同作品は今月18日、イギリスのミステリー文学フェスティバル「CrimeFest」主催のSpecsavers Debut Crime Novel Award(スペクセイバーズ新人犯罪小説賞)も受賞しており、海外での評価が相次いでいる。
「シスター・バイオレンスアクション」として国内外で高評価
『ババヤガの夜』は、暴力団の会長令嬢の護衛を任された主人公が、裏社会の闇と少女の抱える秘密に迫っていく過程を描いた作品である。スリリングかつエモーショナルな「シスター・バイオレンスアクション」として位置づけられ、2020年の刊行当初から国内で大きな反響を呼んだ。日本推理作家協会賞長編および連作短編集部門の候補にも選出されている。
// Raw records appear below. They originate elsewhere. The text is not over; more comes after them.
//! Limits and constraints for data tree validation
//!
//! This module defines limits that bound the work of one validation run,
//! protecting against runaway trees and conditions that never settle.

use crate::error::{Error, Result};

/// Limits configuration for a validation run
#[derive(Debug, Clone, PartialEq, Eq)]
pub struct Limits {
    /// Maximum nesting depth of the data tree
    pub max_tree_depth: usize,

    /// Maximum number of passes over the deferred-resolution queue
    pub max_resolution_passes: usize,

    /// Maximum number of pending items in the deferred-resolution queue
    pub max_deferred_items: usize,

    /// Maximum nesting depth of an if-feature expression
    pub max_expression_depth: usize,
}

impl Default for Limits {
    fn default() -> Self {
        Self {
            max_tree_depth: 1000,
            max_resolution_passes: 64,
            max_deferred_items: 100_000,
            max_expression_depth: 128,
        }
    }
}

impl Limits {
    /// Create a new Limits with default values
    pub fn new() -> Self {
        Self::default()
    }

    /// Create strict limits (more restrictive)
    pub fn strict() -> Self {
        Self {
            max_tree_depth: 100,
            max_resolution_passes: 8,
            max_deferred_items: 10_000,
            max_expression_depth: 32,
        }
    }

    /// Create permissive limits (less restrictive, use with caution)
    pub fn permissive() -> Self {
        Self {
            max_tree_depth: 10_000,
            max_resolution_passes: 1024,
            max_deferred_items: 10_000_000,
            max_expression_depth: 1024,
        }
    }

    /// Check if tree depth is within limits
    pub fn check_tree_depth(&self, depth: usize) -> Result<()> {
        if depth > self.max_tree_depth {
            Err(Error::LimitExceeded(format!(
                "data tree depth {} exceeds maximum {}",
                depth, self.max_tree_depth
            )))
        } else {
            Ok(())
        }
    }

    /// Check if the deferred queue can take one more item
    pub fn check_deferred_items(&self, count: usize) -> Result<()> {
        if count >= self.max_deferred_items {
            Err(Error::LimitExceeded(format!(
                "deferred item count {} reached maximum {}",
                count, self.max_deferred_items
            )))
        } else {
            Ok(())
        }
    }

    /// Check if expression nesting depth is within limits
    pub fn check_expression_depth(&self, depth: usize) -> Result<()> {
        if depth > self.max_expression_depth {
            Err(Error::LimitExceeded(format!(
                "expression nesting depth {} exceeds maximum {}",
                depth, self.max_expression_depth
            )))
        } else {
            Ok(())
        }
    }

    /// Whether another resolution pass is allowed after `passes` completed ones
    pub fn allows_resolution_pass(&self, passes: usize) -> bool {
        passes < self.max_resolution_passes
    }
}

#[cfg(test)]
mod tests {
    use super::*;

    #[test]
    fn test_default_limits() {
        let limits = Limits::default();
        assert_eq!(limits.max_tree_depth, 1000);
        assert!(limits.check_tree_depth(500).is_ok());
        assert!(limits.check_tree_depth(1500).is_err());
    }

    #[test]
    fn test_strict_limits() {
        let limits = Limits::strict();
        assert!(limits.max_tree_depth < Limits::default().max_tree_depth);
        assert!(limits.check_tree_depth(150).is_err());
    }

    #[test]
    fn test_permissive_limits() {
        let limits = Limits::permissive();
        assert!(limits.max_tree_depth > Limits::default().max_tree_depth);
        assert!(limits.check_tree_depth(5000).is_ok());
    }

    #[test]
    fn test_check_deferred_items() {
        let limits = Limits::strict();
        assert!(limits.check_deferred_items(9_999).is_ok());
        assert!(limits.check_deferred_items(10_000).is_err());
    }

    #[test]
    fn test_expression_depth() {
        let limits = Limits::strict();
        assert!(limits.check_expression_depth(32).is_ok());
        assert!(matches!(
            limits.check_expression_depth(33),
            Err(Error::LimitExceeded(_))
        ));
        assert!(Limits::permissive().check_expression_depth(500).is_ok());
    }

    #[test]
    fn test_resolution_passes() {
        let limits = Limits::strict();
        assert!(limits.allows_resolution_pass(7));
        assert!(!limits.allows_resolution_pass(8));
    }
}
英訳版は2024年9月にFaber & Faberから刊行され、サム・ベット氏が翻訳を手がけた。刊行後は「テレグラフ」紙のスリラー・オブ・ザ・イヤーに選出されたほか、「クライム・フィクション・ラバー」最優秀翻訳賞(編集者選)を受賞。さらにロサンゼルス・タイムズの「この夏読むべきミステリー5冊(2024年)」にも選ばれるなど、英語圏で高い評価を獲得している。
日本人女性作家2作品が同時ノミネートの快挙
世界最高峰のミステリー文学賞とされる英国推理作家協会賞(ダガー賞)翻訳小説部門には、これまで横山秀夫『64』、東野圭吾『新参者』、伊坂幸太郎『マリアビートル』などがノミネートされてきた実績がある。
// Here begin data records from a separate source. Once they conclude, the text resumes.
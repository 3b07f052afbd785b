//! Instance identity
//!
//! This module implements the uniqueness rules for multi-instance nodes:
//! - list instances are identified by their key leaves
//! - leaf-list instances are identified by their value
//! - `unique` statements require a combination of descendant leaf values to
//!   be unique among the instances of a list
//!
//! Values are compared through a [`ValueComparator`] under the declared leaf
//! type, so `"07"` and `"7"` of a `uint8` key identify the same instance.

use crate::data_tree::{DataTree, NodeId};
use crate::error::{Error, Result};

use super::base::{UniqueOutcome, ValueComparator};
use super::exceptions::{ErrorKind, ValidationError};
use super::schemas::{SchemaId, SchemaKind};

/// Tuple of leaf values identifying one instance
///
/// A missing leaf is `None` and never equals anything, not even another
/// missing leaf.
#[derive(Debug, Clone, PartialEq, Eq)]
pub struct FieldTuple {
    values: Vec<Option<String>>,
}

impl FieldTuple {
    /// Collect the values of `paths` below `node`
    pub fn collect(tree: &DataTree, node: NodeId, paths: &[String]) -> Result<Self> {
        let fields = FieldPaths::resolve(tree, tree.get(node)?.schema, paths);
        Ok(Self::collect_resolved(tree, node, &fields))
    }

    fn collect_resolved(tree: &DataTree, node: NodeId, fields: &FieldPaths) -> Self {
        let values = fields
            .chains
            .iter()
            .map(|chain| {
                chain
                    .as_deref()
                    .and_then(|chain| tree.find_along(node, chain))
                    .and_then(|leaf| tree.value(leaf))
                    .map(str::to_string)
            })
            .collect();
        Self { values }
    }

    /// Whether every field has a value
    pub fn is_complete(&self) -> bool {
        self.values.iter().all(Option::is_some)
    }

    /// Field values in path order
    pub fn values(&self) -> &[Option<String>] {
        &self.values
    }

    /// Field-wise equality; a missing field never matches
    pub fn matches(
        &self,
        other: &FieldTuple,
        tree: &DataTree,
        list: SchemaId,
        paths: &[String],
        comparator: &dyn ValueComparator,
    ) -> bool {
        if self.values.len() != other.values.len() {
            return false;
        }
        let schema = tree.schema();
        self.values
            .iter()
            .zip(&other.values)
            .zip(paths)
            .all(|((a, b), path)| match (a, b) {
                (Some(a), Some(b)) => match schema
                    .resolve_descendant(list, path)
                    .and_then(|leaf| schema.node(leaf).kind.leaf_type())
                {
                    Some(ty) => comparator.equal(a, b, ty),
                    None => a == b,
                },
                _ => false,
            })
    }
}

// field paths resolved against the list schema once per check
struct FieldPaths {
    chains: Vec<Option<Vec<SchemaId>>>,
}

impl FieldPaths {
    fn resolve(tree: &DataTree, list: SchemaId, paths: &[String]) -> Self {
        let schema = tree.schema();
        let chains = paths.iter().map(|path| schema.resolve_path(list, path)).collect();
        Self { chains }
    }
}

/// Check a list or leaf-list instance for another instance with the same
/// identity among its siblings
///
/// The scan starts at `first_sibling`, or at the first sibling of `node`
/// when no hint is given. Lists without keys and nodes of other kinds never
/// have duplicates.
pub fn check_unique(
    tree: &DataTree,
    node: NodeId,
    first_sibling: Option<NodeId>,
    comparator: &dyn ValueComparator,
) -> Result<UniqueOutcome> {
    let run = match first_sibling {
        Some(first) => {
            if !tree.are_siblings(first, node)? {
                return Err(Error::Position(format!(
                    "{} is not a sibling of {}",
                    tree.path(first),
                    tree.path(node)
                )));
            }
            tree.siblings_from(first)?
        }
        None => tree.siblings(node)?,
    };
    find_duplicate(tree, node, run, comparator, &|_| false)
}

/// Find the first instance in `candidates` with the same identity as `node`
pub(crate) fn find_duplicate(
    tree: &DataTree,
    node: NodeId,
    candidates: &[NodeId],
    comparator: &dyn ValueComparator,
    skip: &dyn Fn(NodeId) -> bool,
) -> Result<UniqueOutcome> {
    let subject = tree.get(node)?;
    let schema_id = subject.schema;
    let snode = tree.schema().node(schema_id);

    let keys = match &snode.kind {
        SchemaKind::List { keys, .. } if keys.is_empty() => return Ok(UniqueOutcome::NoConflict),
        SchemaKind::List { keys, .. } => {
            let fields = FieldPaths::resolve(tree, schema_id, keys);
            let own = FieldTuple::collect_resolved(tree, node, &fields);
            Some((keys, fields, own))
        }
        SchemaKind::LeafList { .. } => None,
        _ => return Ok(UniqueOutcome::NoConflict),
    };

    for &other in candidates {
        if other == node || skip(other) {
            continue;
        }
        let Ok(candidate) = tree.get(other) else {
            continue;
        };
        if candidate.schema != schema_id {
            continue;
        }

        let same = match &keys {
            Some((paths, fields, own)) => {
                let theirs = FieldTuple::collect_resolved(tree, other, fields);
                own.matches(&theirs, tree, schema_id, paths, comparator)
            }
            None => match (subject.value(), candidate.value(), snode.kind.leaf_type()) {
                (Some(a), Some(b), Some(ty)) => comparator.equal(a, b, ty),
                _ => false,
            },
        };

        if same {
            let constraint = match &keys {
                Some((paths, _, _)) => format!("key \"{}\"", paths.join(" ")),
                None => format!("leaf-list '{}'", snode.local_name()),
            };
            let error = ValidationError::new(
                ErrorKind::DuplicateInstance,
                format!("duplicate instance of '{}'", snode.local_name()),
            )
            .with_path(tree.path(node))
            .with_schema_node(snode.name.qualified())
            .with_constraint(constraint)
            .with_node(node);
            return Ok(UniqueOutcome::Duplicate { other, error });
        }
    }
    Ok(UniqueOutcome::NoConflict)
}

/// Check the `unique` statements of a list instance against `candidates`
///
/// Returns the first violation. Instances missing any leaf of a statement
/// are exempt from that statement.
pub(crate) fn check_unique_statements(
    tree: &DataTree,
    node: NodeId,
    candidates: &[NodeId],
    comparator: &dyn ValueComparator,
    skip: &dyn Fn(NodeId) -> bool,
) -> Result<Option<ValidationError>> {
    let schema_id = tree.get(node)?.schema;
    let snode = tree.schema().node(schema_id);
    let SchemaKind::List { uniques, .. } = &snode.kind else {
        return Ok(None);
    };

    for paths in uniques {
        let fields = FieldPaths::resolve(tree, schema_id, paths);
        let own = FieldTuple::collect_resolved(tree, node, &fields);
        if !own.is_complete() {
            continue;
        }
        for &other in candidates {
            if other == node || skip(other) || !tree.contains(other) {
                continue;
            }
            if tree.get(other)?.schema != schema_id {
                continue;
            }
            let theirs = FieldTuple::collect_resolved(tree, other, &fields);
            if own.matches(&theirs, tree, schema_id, paths, comparator) {
                return Ok(Some(
                    ValidationError::new(
                        ErrorKind::UniqueViolation,
                        format!("unique constraint of '{}' violated", snode.local_name()),
                    )
                    .with_path(tree.path(node))
                    .with_schema_node(snode.name.qualified())
                    .with_constraint(format!("unique \"{}\"", paths.join(" ")))
                    .with_reason(format!("same values as {}", tree.path(other)))
                    .with_node(node),
                ));
            }
        }
    }
    Ok(None)
}

#[cfg(test)]
mod tests {
    use super::*;
    use crate::namespaces::Module;
    use crate::validators::builders::SchemaBuilder;
    use crate::validators::builtins::CanonicalComparator;
    use crate::validators::schemas::Schema;
    use crate::validators::simple_types::LeafType;
    use std::sync::Arc;

    fn schema() -> Arc<Schema> {
        let mut b = SchemaBuilder::new(Module::new("ex", "urn:example", "ex"));
        let top = b.container(None, "top").unwrap();
        b.leaf_list(Some(top), "port", LeafType::Uint16).unwrap();
        let server = b.list(Some(top), "server", &["host", "port"]).unwrap();
        b.leaf(Some(server), "host", LeafType::String).unwrap();
        b.leaf(Some(server), "port", LeafType::Uint16).unwrap();
        b.leaf(Some(server), "weight", LeafType::Uint8).unwrap();
        let addr = b.container(Some(server), "address").unwrap();
        b.leaf(Some(addr), "ip", LeafType::String).unwrap();
        b.unique(server, &["address/ip"]).unwrap();
        b.build().unwrap()
    }

    fn server(tree: &mut DataTree, top: NodeId, host: Option<&str>, port: &str) -> NodeId {
        let entry = tree.add(Some(top), "server").unwrap();
        if let Some(host) = host {
            tree.add_value(Some(entry), "host", host).unwrap();
        }
        tree.add_value(Some(entry), "port", port).unwrap();
        entry
    }

    #[test]
    fn test_leaf_list_duplicates() {
        let cmp = CanonicalComparator::new();
        let mut tree = DataTree::new(schema());
        let top = tree.add(None, "top").unwrap();
        let a = tree.add_value(Some(top), "port", "1").unwrap();
        let b = tree.add_value(Some(top), "port", "2").unwrap();
        assert_eq!(check_unique(&tree, b, None, &cmp).unwrap(), UniqueOutcome::NoConflict);

        let c = tree.add_value(Some(top), "port", "02").unwrap();
        match check_unique(&tree, c, Some(a), &cmp).unwrap() {
            UniqueOutcome::Duplicate { other, error } => {
                assert_eq!(other, b);
                assert_eq!(error.kind, ErrorKind::DuplicateInstance);
                assert_eq!(error.path.as_deref(), Some("/ex:top/port[.='02']"));
            }
            other => panic!("unexpected outcome {:?}", other),
        }
    }

    #[test]
    fn test_list_keys_decide_identity() {
        let cmp = CanonicalComparator::new();
        let mut tree = DataTree::new(schema());
        let top = tree.add(None, "top").unwrap();
        let a = server(&mut tree, top, Some("h"), "80");
        tree.add_value(Some(a), "weight", "1").unwrap();
        let b = server(&mut tree, top, Some("h"), "080");
        tree.add_value(Some(b), "weight", "2").unwrap();
        let c = server(&mut tree, top, Some("h"), "81");

        assert!(check_unique(&tree, b, None, &cmp).unwrap().is_duplicate());
        assert!(!check_unique(&tree, c, None, &cmp).unwrap().is_duplicate());
    }

    #[test]
    fn test_missing_keys_never_match() {
        let cmp = CanonicalComparator::new();
        let mut tree = DataTree::new(schema());
        let top = tree.add(None, "top").unwrap();
        server(&mut tree, top, None, "80");
        let b = server(&mut tree, top, None, "80");
        assert!(!check_unique(&tree, b, None, &cmp).unwrap().is_duplicate());
    }

    #[test]
    fn test_hint_must_be_a_sibling() {
        let cmp = CanonicalComparator::new();
        let mut tree = DataTree::new(schema());
        let top = tree.add(None, "top").unwrap();
        let a = tree.add_value(Some(top), "port", "1").unwrap();
        assert!(check_unique(&tree, a, Some(top), &cmp).is_err());
    }

    #[test]
    fn test_field_tuple_follows_schema_paths() {
        let mut tree = DataTree::new(schema());
        let top = tree.add(None, "top").unwrap();
        let a = server(&mut tree, top, Some("a"), "1");
        let addr = tree.add(Some(a), "address").unwrap();
        tree.add_value(Some(addr), "ip", "10.0.0.1").unwrap();

        let paths = vec!["address/ip".to_string(), "ex:host".to_string(), "nowhere".to_string()];
        let tuple = FieldTuple::collect(&tree, a, &paths).unwrap();
        assert_eq!(
            tuple.values(),
            &[Some("10.0.0.1".to_string()), Some("a".to_string()), None]
        );
        assert!(!tuple.is_complete());
    }

    #[test]
    fn test_unique_statement() {
        let cmp = CanonicalComparator::new();
        let mut tree = DataTree::new(schema());
        let top = tree.add(None, "top").unwrap();
        let a = server(&mut tree, top, Some("a"), "1");
        let addr = tree.add(Some(a), "address").unwrap();
        tree.add_value(Some(addr), "ip", "10.0.0.1").unwrap();
        let b = server(&mut tree, top, Some("b"), "1");
        let addr = tree.add(Some(b), "address").unwrap();
        tree.add_value(Some(addr), "ip", "10.0.0.1").unwrap();
        let c = server(&mut tree, top, Some("c"), "1");

        let run = tree.children(Some(top)).to_vec();
        let err = check_unique_statements(&tree, b, &run, &cmp, &|_| false)
            .unwrap()
            .unwrap();
        assert_eq!(err.kind, ErrorKind::UniqueViolation);
        assert_eq!(err.constraint.as_deref(), Some("unique \"address/ip\""));

        // no address: exempt
        assert!(check_unique_statements(&tree, c, &run, &cmp, &|_| false)
            .unwrap()
            .is_none());
        // skipped candidates are ignored
        assert!(check_unique_statements(&tree, b, &run, &cmp, &|n| n == a)
            .unwrap()
            .is_none());
    }
}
今回の最終候補作6作品には、王谷晶『ババヤガの夜』のほか、柚木麻子『BUTTER』も日本からノミネートされており、世界最高峰の舞台で日本人女性作家の快進撃が続いている状況である。
作者「入らないと思っていた」と驚きのコメント
英国推理作家協会賞最終候補ノミネートの報を受けて、王谷晶氏からコメントが到着した。
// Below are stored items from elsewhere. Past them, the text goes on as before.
//! Error types for yang-validation
//!
//! This module defines the crate-level error type. Validation outcomes are
//! not errors in this sense: they travel in the outcome enums returned by the
//! validators. `Error` is reserved for schema building problems, misuse of
//! the data tree API and exceeded limits.

use thiserror::Error;

use crate::data_tree::NodeId;
use crate::validators::exceptions::ValidationError;

/// Result type alias using the crate Error
pub type Result<T> = std::result::Result<T, Error>;

/// Main error type for yang-validation operations
#[derive(Error, Debug)]
pub enum Error {
    /// Data tree validation error
    #[error("validation error: {0}")]
    Validation(#[from] ValidationError),

    /// Schema building error
    #[error("schema error: {0}")]
    Schema(String),

    /// Malformed if-feature expression
    #[error("feature expression error: {0}")]
    Feature(String),

    /// Name error (invalid YANG identifier)
    #[error("name error: {0}")]
    Name(String),

    /// The node id does not refer to a live node of the tree
    #[error("unknown data node {0}")]
    UnknownNode(NodeId),

    /// A data node was placed where its schema does not allow it
    #[error("position error: {0}")]
    Position(String),

    /// Limit exceeded error
    #[error("limit exceeded: {0}")]
    LimitExceeded(String),

    /// JSON (de)serialization error
    #[error("JSON error: {0}")]
    Json(#[from] serde_json::Error),
}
「この度は映えある賞の最終候補に選んでいただき、誠にありがとうございます。担当編集者と『ショートリストに入った際のコメントはどうしますか?』『いや、入らねえと思うのでいらんでしょう』というやりとりをしていたまさにその瞬間に情報が入ってきたので大変驚いております。とにかくこの本を英訳して下さった翻訳のサム・ベットさんに篤くお礼を申し上げます」
海外メディアから「女性エンパワメント」の物語として評価
英訳版は海外メディアからも注目を集めている。ロサンゼルス・タイムズは「斬新なレンズを通して、王谷は極めて洗練された手法で女性をエンパワメントする物語を紡ぎ出す――『テルマ&ルイーズ』対ヤクザを思い浮かべてほしい」と評している。
The Times紙は「怒り、ユーモア、スリル満載」、The Guardian紙は「激しい暴力と素晴らしい優しさが交互に訪れる」と評価。Crime Fiction Loverは「女性主導のリベンジ・スリラーの極致」と表現している。
一般読者からも「全ページにアクションがあふれている」「読んでいるうちに完全に映画として頭に浮かんできた」「マジで超おすすめ」といった熱い支持が寄せられている。
作品概要
『ババヤガの夜』は王谷晶氏が1981年東京都生まれの作家で、『完璧じゃない、あたしたち』『君の六月は凍る』『他人屋のゆうれい』などの著書がある。英訳版の翻訳者サム・ベット氏は1986年ボストン生まれで、三島由紀夫や太宰治、川上未映子の作品翻訳でも知られている。
河出文庫版は2023年5月に刊行され、税込定価748円で販売されている。英語版は2024年9月12日にFaber & Faberから刊行され、価格は£9.99となっている。
7月3日の受賞発表に向けて、世界最高峰のミステリー文学賞における日本人作家の動向に注目が集まっている。